#### AIM OF THE EXERCISE:
Among the entries, which lines carry the string "register"? Copy every one.

(Stored data entries)
// Licensed to the Apache Software Foundation (ASF) under one
// or more contributor license agreements.  See the NOTICE file
// distributed with this work for additional information
// regarding copyright ownership.  The ASF licenses this file
// to you under the Apache License, Version 2.0 (the
// "License"); you may not use this file except in compliance
// with the License.  You may obtain a copy of the License at
//
//   http://www.apache.org/licenses/LICENSE-2.0
//
// Unless required by applicable law or agreed to in writing,
// software distributed under the License is distributed on an
// "AS IS" BASIS, WITHOUT WARRANTIES OR CONDITIONS OF ANY
// KIND, either express or implied.  See the License for the
// specific language governing permissions and limitations
// under the License.

//! HyperLogLog cardinality sketches.
//!
//! A sketch keeps its entire state in one byte image laid out in the DataSketches
//! HLL format. The image either lives on the heap or in a region the caller owns,
//! and sketches move through three representations as they fill: a short coupon
//! list, an open-addressing coupon set, and a dense register array of 4, 6 or 8
//! bits per register.
//!
//! # Usage
//!
//! ```rust
//! use datasketches_hll::common::NumStdDev;
//! use datasketches_hll::hll::{HllSketch, HllType};
//!
//! let mut sketch = HllSketch::new(12, HllType::Hll8);
//! for i in 0..10_000 {
//!     sketch.update(i).unwrap();
//! }
//!
//! let bytes = sketch.to_bytes();
//! let restored = HllSketch::wrap(&bytes).unwrap();
//! assert_eq!(restored.estimate(), sketch.estimate());
//! assert!(restored.upper_bound(NumStdDev::Two) >= restored.estimate());
//! ```

pub mod codec;
pub mod common;
pub mod error;
pub mod hll;

mod hash;
mod memory;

#### OUTPUT BELOW:
//! list, an open-addressing coupon set, and a dense register array of 4, 6 or 8
//! bits per register.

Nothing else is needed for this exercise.